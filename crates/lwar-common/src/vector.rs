// vector.rs — 2-D vector math for the simulation

use std::ops::{Add, AddAssign, Mul, Neg, Sub};

pub type Real = f32;

#[derive(Debug, Clone, Copy, PartialEq, Default)]
pub struct Vec2 {
    pub x: Real,
    pub y: Real,
}

pub const VEC2_ZERO: Vec2 = Vec2 { x: 0.0, y: 0.0 };

impl Vec2 {
    pub const fn new(x: Real, y: Real) -> Self {
        Self { x, y }
    }

    pub fn dot(self, o: Vec2) -> Real {
        self.x * o.x + self.y * o.y
    }

    pub fn dot_sq(self) -> Real {
        self.dot(self)
    }

    pub fn len(self) -> Real {
        self.dot_sq().sqrt()
    }

    pub fn dist(self, o: Vec2) -> Real {
        (self - o).len()
    }

    pub fn dist_sq(self, o: Vec2) -> Real {
        (self - o).dot_sq()
    }

    pub fn scale(self, s: Real) -> Vec2 {
        Vec2::new(self.x * s, self.y * s)
    }

    pub fn normalize(self) -> Vec2 {
        let s = self.len();
        Vec2::new(self.x / s, self.y / s)
    }

    /// ( cos phi   -sin phi ) ( x )
    /// ( sin phi    cos phi ) ( y )
    pub fn rotate(self, phi: Real) -> Vec2 {
        let (sin, cos) = phi.sin_cos();
        Vec2::new(cos * self.x - sin * self.y, sin * self.x + cos * self.y)
    }

    pub fn arctan(self) -> Real {
        self.y.atan2(self.x)
    }

    /// Split `self` into the component parallel to `b` and the rest, such
    /// that `self = parallel + rest`. `b` must be normalized.
    pub fn project(self, b: Vec2) -> (Vec2, Vec2) {
        let p = b.scale(self.dot(b));
        (p, self - p)
    }
}

/// Unit vector for angle `phi`.
pub fn unit(phi: Real) -> Vec2 {
    let (sin, cos) = phi.sin_cos();
    Vec2::new(cos, sin)
}

/// Unit vector for `phi + pi/2`.
pub fn ortho(phi: Real) -> Vec2 {
    let (sin, cos) = phi.sin_cos();
    Vec2::new(-sin, cos)
}

impl Add for Vec2 {
    type Output = Vec2;
    fn add(self, o: Vec2) -> Vec2 {
        Vec2::new(self.x + o.x, self.y + o.y)
    }
}

impl AddAssign for Vec2 {
    fn add_assign(&mut self, o: Vec2) {
        self.x += o.x;
        self.y += o.y;
    }
}

impl Sub for Vec2 {
    type Output = Vec2;
    fn sub(self, o: Vec2) -> Vec2 {
        Vec2::new(self.x - o.x, self.y - o.y)
    }
}

impl Mul<Real> for Vec2 {
    type Output = Vec2;
    fn mul(self, s: Real) -> Vec2 {
        self.scale(s)
    }
}

impl Neg for Vec2 {
    type Output = Vec2;
    fn neg(self) -> Vec2 {
        Vec2::new(-self.x, -self.y)
    }
}

pub fn rad(deg: Real) -> Real {
    deg * std::f32::consts::PI / 180.0
}

/// Orientation angle in hundredths of a degree, as carried by the update
/// formats.
pub fn deg100(phi: Real) -> u16 {
    let d = phi * 180.0 / std::f32::consts::PI * 100.0;
    d.rem_euclid(360.0 * 100.0) as u16
}

/// Solve `a x^2 + b x + c = 0`. Returns the real solutions, smaller first.
pub fn roots(a: Real, b: Real, c: Real) -> Option<(Real, Real)> {
    let d = b * b - 4.0 * a * c;
    if d < 0.0 {
        return None;
    }
    let sq = d.sqrt();
    let x0 = (-b - sq) / (2.0 * a);
    let x1 = (-b + sq) / (2.0 * a);
    Some((x0, x1))
}

/// The smallest strictly positive root, if any.
pub fn smallest_positive_root(a: Real, b: Real, c: Real) -> Option<Real> {
    let (x0, x1) = roots(a, b, c)?;
    if x0 > 0.0 {
        Some(x0)
    } else if x1 > 0.0 {
        Some(x1)
    } else {
        None
    }
}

++++++

**Task brief:**
Begin at the line above that has "Vec2::new(self.x * s, self.y * s)" and stop after the line that has "root, if any.", copying each line exactly and adding nothing else.

**Exercise result:**
        Vec2::new(self.x * s, self.y * s)
    }

    pub fn normalize(self) -> Vec2 {
        let s = self.len();
        Vec2::new(self.x / s, self.y / s)
    }

    /// ( cos phi   -sin phi ) ( x )
    /// ( sin phi    cos phi ) ( y )
    pub fn rotate(self, phi: Real) -> Vec2 {
        let (sin, cos) = phi.sin_cos();
        Vec2::new(cos * self.x - sin * self.y, sin * self.x + cos * self.y)
    }

    pub fn arctan(self) -> Real {
        self.y.atan2(self.x)
    }

    /// Split `self` into the component parallel to `b` and the rest, such
    /// that `self = parallel + rest`. `b` must be normalized.
    pub fn project(self, b: Vec2) -> (Vec2, Vec2) {
        let p = b.scale(self.dot(b));
        (p, self - p)
    }
}

/// Unit vector for angle `phi`.
pub fn unit(phi: Real) -> Vec2 {
    let (sin, cos) = phi.sin_cos();
    Vec2::new(cos, sin)
}

/// Unit vector for `phi + pi/2`.
pub fn ortho(phi: Real) -> Vec2 {
    let (sin, cos) = phi.sin_cos();
    Vec2::new(-sin, cos)
}

impl Add for Vec2 {
    type Output = Vec2;
    fn add(self, o: Vec2) -> Vec2 {
        Vec2::new(self.x + o.x, self.y + o.y)
    }
}

impl AddAssign for Vec2 {
    fn add_assign(&mut self, o: Vec2) {
        self.x += o.x;
        self.y += o.y;
    }
}

impl Sub for Vec2 {
    type Output = Vec2;
    fn sub(self, o: Vec2) -> Vec2 {
        Vec2::new(self.x - o.x, self.y - o.y)
    }
}

impl Mul<Real> for Vec2 {
    type Output = Vec2;
    fn mul(self, s: Real) -> Vec2 {
        self.scale(s)
    }
}

impl Neg for Vec2 {
    type Output = Vec2;
    fn neg(self) -> Vec2 {
        Vec2::new(-self.x, -self.y)
    }
}

pub fn rad(deg: Real) -> Real {
    deg * std::f32::consts::PI / 180.0
}

/// Orientation angle in hundredths of a degree, as carried by the update
/// formats.
pub fn deg100(phi: Real) -> u16 {
    let d = phi * 180.0 / std::f32::consts::PI * 100.0;
    d.rem_euclid(360.0 * 100.0) as u16
}

/// Solve `a x^2 + b x + c = 0`. Returns the real solutions, smaller first.
pub fn roots(a: Real, b: Real, c: Real) -> Option<(Real, Real)> {
    let d = b * b - 4.0 * a * c;
    if d < 0.0 {
        return None;
    }
    let sq = d.sqrt();
    let x0 = (-b - sq) / (2.0 * a);
    let x1 = (-b + sq) / (2.0 * a);
    Some((x0, x1))
}

/// The smallest strictly positive root, if any.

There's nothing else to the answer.